Listed entries START

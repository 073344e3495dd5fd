//! GitHub integration: webhook payload parsing and the CI host adapter.
//!
//! The webhook endpoint receives two payload shapes we care about — a push
//! event (carries `ref`) and a workflow-run event (carries `workflow_run`).
//! `repository.name` doubles as the application's display id because every
//! generated repo is named after it.

use anyhow::{Context, Result};
use async_trait::async_trait;
use chrono::{DateTime, Utc};
use serde::Deserialize;

use crate::app::{AppModel, WorkflowRunRecord};
use crate::config::Config;

pub const MAIN_REF: &str = "refs/heads/main";

const GITHUB_API: &str = "https://api.github.com";
const USER_AGENT: &str = "atelier-factory";

// ── Webhook payloads ─────────────────────────────────────────────────

#[derive(Debug, Clone, Deserialize)]
pub struct WebhookPayload {
    #[serde(rename = "ref")]
    pub git_ref: Option<String>,
    pub workflow_run: Option<WorkflowRun>,
    pub repository: WebhookRepository,
}

#[derive(Debug, Clone, Deserialize)]
pub struct WebhookRepository {
    pub name: String,
}

/// A workflow run as GitHub delivers it (subset of fields we care about).
#[derive(Debug, Clone, Deserialize)]
pub struct WorkflowRun {
    pub id: i64,
    pub name: String,
    pub head_branch: String,
    pub status: String,
    pub conclusion: Option<String>,
    pub html_url: String,
    pub created_at: DateTime<Utc>,
    pub updated_at: DateTime<Utc>,
    pub head_commit: Option<HeadCommit>,
}

#[derive(Debug, Clone, Deserialize)]
pub struct HeadCommit {
    pub message: String,
}

impl WorkflowRun {
    pub fn to_record(&self) -> WorkflowRunRecord {
        WorkflowRunRecord {
            id: self.id,
            name: self.name.clone(),
            head_branch: self.head_branch.clone(),
            commit_message: self
                .head_commit
                .as_ref()
                .map(|c| c.message.clone())
                .unwrap_or_default(),
            status: self.status.clone(),
            conclusion: self.conclusion.clone(),
            html_url: self.html_url.clone(),
            created_time: self.created_at.timestamp_millis(),
            updated_time: self.updated_at.timestamp_millis(),
        }
    }
}

/// What a webhook delivery means to the orchestrator.
#[derive(Debug, Clone)]
pub enum WebhookEvent {
    Push { display_id: String, git_ref: String },
    CiRun { display_id: String, run: WorkflowRun },
    Ignored,
}

pub fn parse_webhook(payload: WebhookPayload) -> WebhookEvent {
    let display_id = payload.repository.name;
    if let Some(git_ref) = payload.git_ref {
        return WebhookEvent::Push {
            display_id,
            git_ref,
        };
    }
    match payload.workflow_run {
        Some(run) => WebhookEvent::CiRun { display_id, run },
        None => WebhookEvent::Ignored,
    }
}

// ── CI host port ─────────────────────────────────────────────────────

/// Log of the failing step inside a failing workflow run.
#[derive(Debug, Clone)]
pub struct StepLog {
    pub job_name: String,
    pub step_name: String,
    pub log: String,
}

/// What the orchestrator needs from the CI provider.
#[async_trait]
pub trait CiHost: Send + Sync {
    /// Full workflow-run history for an app's repository.
    async fn list_all_runs(&self, app: &AppModel) -> Result<Vec<WorkflowRunRecord>>;

    /// Locate the failed step of a failing run and fetch its log.
    /// Errors when the run has no failed step.
    async fn find_failed_step(&self, app: &AppModel, run: &WorkflowRunRecord) -> Result<StepLog>;

    /// Re-register our webhook endpoint on the app's repository.
    /// Idempotent; safe to call on every reconciliation sweep.
    async fn reset_webhook(&self, app: &AppModel) -> Result<()>;
}

// ── Production implementation ────────────────────────────────────────

pub struct GitHubClient {
    client: reqwest::Client,
    token: String,
    owner: String,
    webhook_url: String,
}

#[derive(Debug, Deserialize)]
struct RunsPage {
    workflow_runs: Vec<WorkflowRun>,
}

#[derive(Debug, Deserialize)]
struct JobsPage {
    jobs: Vec<Job>,
}

#[derive(Debug, Deserialize)]
struct Job {
    id: i64,
    name: String,
    conclusion: Option<String>,
    steps: Vec<Step>,
}

#[derive(Debug, Deserialize)]
struct Step {
    name: String,
    conclusion: Option<String>,
}

#[derive(Debug, Deserialize)]
struct Hook {
    id: i64,
    config: HookConfig,
}

#[derive(Debug, Deserialize)]
struct HookConfig {
    url: Option<String>,
}

impl GitHubClient {
    pub fn new(config: &Config) -> Self {
        Self {
            client: reqwest::Client::new(),
            token: config.github_token.clone(),
            owner: config.github_owner.clone(),
            webhook_url: config.webhook_url.clone(),
        }
    }

    fn repo_url(&self, app: &AppModel, tail: &str) -> String {
        format!(
            "{}/repos/{}/{}{}",
            GITHUB_API,
            self.owner,
            app.display_id(),
            tail
        )
    }

    fn get(&self, url: &str) -> reqwest::RequestBuilder {
        self.client
            .get(url)
            .header("Authorization", format!("Bearer {}", self.token))
            .header("User-Agent", USER_AGENT)
    }
}

#[async_trait]
impl CiHost for GitHubClient {
    async fn list_all_runs(&self, app: &AppModel) -> Result<Vec<WorkflowRunRecord>> {
        let url = self.repo_url(app, "/actions/runs");
        let mut all = Vec::new();
        let mut page = 1u32;

        loop {
            let resp: RunsPage = self
                .get(&url)
                .query(&[("per_page", "100"), ("page", &page.to_string())])
                .send()
                .await
                .context("failed to send workflow runs request to GitHub")?
                .error_for_status()
                .context("GitHub workflow runs API returned error status")?
                .json()
                .await
                .context("failed to parse workflow runs response from GitHub")?;

            let count = resp.workflow_runs.len();
            all.extend(resp.workflow_runs.iter().map(WorkflowRun::to_record));

            if count < 100 {
                break;
            }
            page += 1;
        }

        Ok(all)
    }

    async fn find_failed_step(&self, app: &AppModel, run: &WorkflowRunRecord) -> Result<StepLog> {
        let url = self.repo_url(app, &format!("/actions/runs/{}/jobs", run.id));
        let jobs: JobsPage = self
            .get(&url)
            .send()
            .await
            .context("failed to send jobs request to GitHub")?
            .error_for_status()
            .context("GitHub jobs API returned error status")?
            .json()
            .await
            .context("failed to parse jobs response from GitHub")?;

        let job = jobs
            .jobs
            .iter()
            .find(|j| j.conclusion.as_deref() == Some("failure"))
            .with_context(|| format!("run {} has no failed job", run.id))?;
        let step = job
            .steps
            .iter()
            .find(|s| s.conclusion.as_deref() == Some("failure"))
            .with_context(|| format!("job '{}' has no failed step", job.name))?;

        let log_url = self.repo_url(app, &format!("/actions/jobs/{}/logs", job.id));
        let log = self
            .get(&log_url)
            .send()
            .await
            .context("failed to fetch job log from GitHub")?
            .error_for_status()
            .context("GitHub job log API returned error status")?
            .text()
            .await
            .context("failed to read job log body")?;

        Ok(StepLog {
            job_name: job.name.clone(),
            step_name: step.name.clone(),
            log,
        })
    }

    async fn reset_webhook(&self, app: &AppModel) -> Result<()> {
        // Drop any hook already pointing at us, then register a fresh one.
        let hooks_url = self.repo_url(app, "/hooks");
        let hooks: Vec<Hook> = self
            .get(&hooks_url)
            .send()
            .await
            .context("failed to list repository hooks")?
            .error_for_status()
            .context("GitHub hooks API returned error status")?
            .json()
            .await
            .context("failed to parse hooks response")?;

        for hook in hooks
            .iter()
            .filter(|h| h.config.url.as_deref() == Some(self.webhook_url.as_str()))
        {
            self.client
                .delete(format!("{}/{}", hooks_url, hook.id))
                .header("Authorization", format!("Bearer {}", self.token))
                .header("User-Agent", USER_AGENT)
                .send()
                .await
                .context("failed to delete stale hook")?
                .error_for_status()
                .context("GitHub hook deletion returned error status")?;
        }

        self.client
            .post(&hooks_url)
            .header("Authorization", format!("Bearer {}", self.token))
            .header("User-Agent", USER_AGENT)
            .json(&serde_json::json!({
                "config": { "url": self.webhook_url, "content_type": "json" },
                "events": ["push", "workflow_run"],
                "active": true,
            }))
            .send()
            .await
            .context("failed to create hook")?
            .error_for_status()
            .context("GitHub hook creation returned error status")?;

        Ok(())
    }
}

#[cfg(test)]
mod tests {
    use super::*;

    fn payload(json: &str) -> WebhookPayload {
        serde_json::from_str(json).unwrap()
    }

    #[test]
    fn test_parse_push_payload() {
        let event = parse_webhook(payload(
            r#"{"ref": "refs/heads/main", "repository": {"name": "app-7"}}"#,
        ));
        match event {
            WebhookEvent::Push {
                display_id,
                git_ref,
            } => {
                assert_eq!(display_id, "app-7");
                assert_eq!(git_ref, MAIN_REF);
            }
            other => panic!("expected push event, got {:?}", other),
        }
    }

    #[test]
    fn test_parse_non_main_push_is_still_a_push() {
        // Branch filtering is the orchestrator's call, not the parser's.
        let event = parse_webhook(payload(
            r#"{"ref": "refs/heads/develop", "repository": {"name": "app-7"}}"#,
        ));
        assert!(matches!(event, WebhookEvent::Push { git_ref, .. } if git_ref == "refs/heads/develop"));
    }

    #[test]
    fn test_parse_workflow_run_payload() {
        let event = parse_webhook(payload(
            r#"{
                "workflow_run": {
                    "id": 42,
                    "name": "CI",
                    "head_branch": "main",
                    "status": "completed",
                    "conclusion": "failure",
                    "html_url": "https://github.com/o/app-7/actions/runs/42",
                    "created_at": "2024-01-01T00:00:00Z",
                    "updated_at": "2024-01-01T00:05:00Z",
                    "head_commit": {"message": "fix: handle empty input"}
                },
                "repository": {"name": "app-7"}
            }"#,
        ));
        match event {
            WebhookEvent::CiRun { display_id, run } => {
                assert_eq!(display_id, "app-7");
                let record = run.to_record();
                assert_eq!(record.id, 42);
                assert!(record.concluded_failure());
                assert_eq!(record.commit_message, "fix: handle empty input");
                assert_eq!(record.created_time, 1_704_067_200_000);
            }
            other => panic!("expected CI run event, got {:?}", other),
        }
    }

    #[test]
    fn test_parse_unrelated_payload_is_ignored() {
        let event = parse_webhook(payload(r#"{"repository": {"name": "app-7"}}"#));
        assert!(matches!(event, WebhookEvent::Ignored));
    }

    #[test]
    fn test_to_record_without_head_commit() {
        let run: WorkflowRun = serde_json::from_str(
            r#"{
                "id": 1,
                "name": "CI",
                "head_branch": "main",
                "status": "in_progress",
                "conclusion": null,
                "html_url": "https://github.com/o/r/actions/runs/1",
                "created_at": "2024-01-01T00:00:00Z",
                "updated_at": "2024-01-01T00:00:00Z"
            }"#,
        )
        .unwrap();
        let record = run.to_record();
        assert_eq!(record.commit_message, "");
        assert!(!record.concluded_failure());
    }
}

Listed entries END

## Task description
Take the lines from the top of the data through the one that contains "commit_message: self" and copy them exactly, leaving out every line after it.

## Response below
repository 073344e3495dd5fd
//! GitHub integration: webhook payload parsing and the CI host adapter.
//!
//! The webhook endpoint receives two payload shapes we care about — a push
//! event (carries `ref`) and a workflow-run event (carries `workflow_run`).
//! `repository.name` doubles as the application's display id because every
//! generated repo is named after it.

use anyhow::{Context, Result};
use async_trait::async_trait;
use chrono::{DateTime, Utc};
use serde::Deserialize;

use crate::app::{AppModel, WorkflowRunRecord};
use crate::config::Config;

pub const MAIN_REF: &str = "refs/heads/main";

const GITHUB_API: &str = "https://api.github.com";
const USER_AGENT: &str = "atelier-factory";

// ── Webhook payloads ─────────────────────────────────────────────────

#[derive(Debug, Clone, Deserialize)]
pub struct WebhookPayload {
    #[serde(rename = "ref")]
    pub git_ref: Option<String>,
    pub workflow_run: Option<WorkflowRun>,
    pub repository: WebhookRepository,
}

#[derive(Debug, Clone, Deserialize)]
pub struct WebhookRepository {
    pub name: String,
}

/// A workflow run as GitHub delivers it (subset of fields we care about).
#[derive(Debug, Clone, Deserialize)]
pub struct WorkflowRun {
    pub id: i64,
    pub name: String,
    pub head_branch: String,
    pub status: String,
    pub conclusion: Option<String>,
    pub html_url: String,
    pub created_at: DateTime<Utc>,
    pub updated_at: DateTime<Utc>,
    pub head_commit: Option<HeadCommit>,
}

#[derive(Debug, Clone, Deserialize)]
pub struct HeadCommit {
    pub message: String,
}

impl WorkflowRun {
    pub fn to_record(&self) -> WorkflowRunRecord {
        WorkflowRunRecord {
            id: self.id,
            name: self.name.clone(),
            head_branch: self.head_branch.clone(),
            commit_message: self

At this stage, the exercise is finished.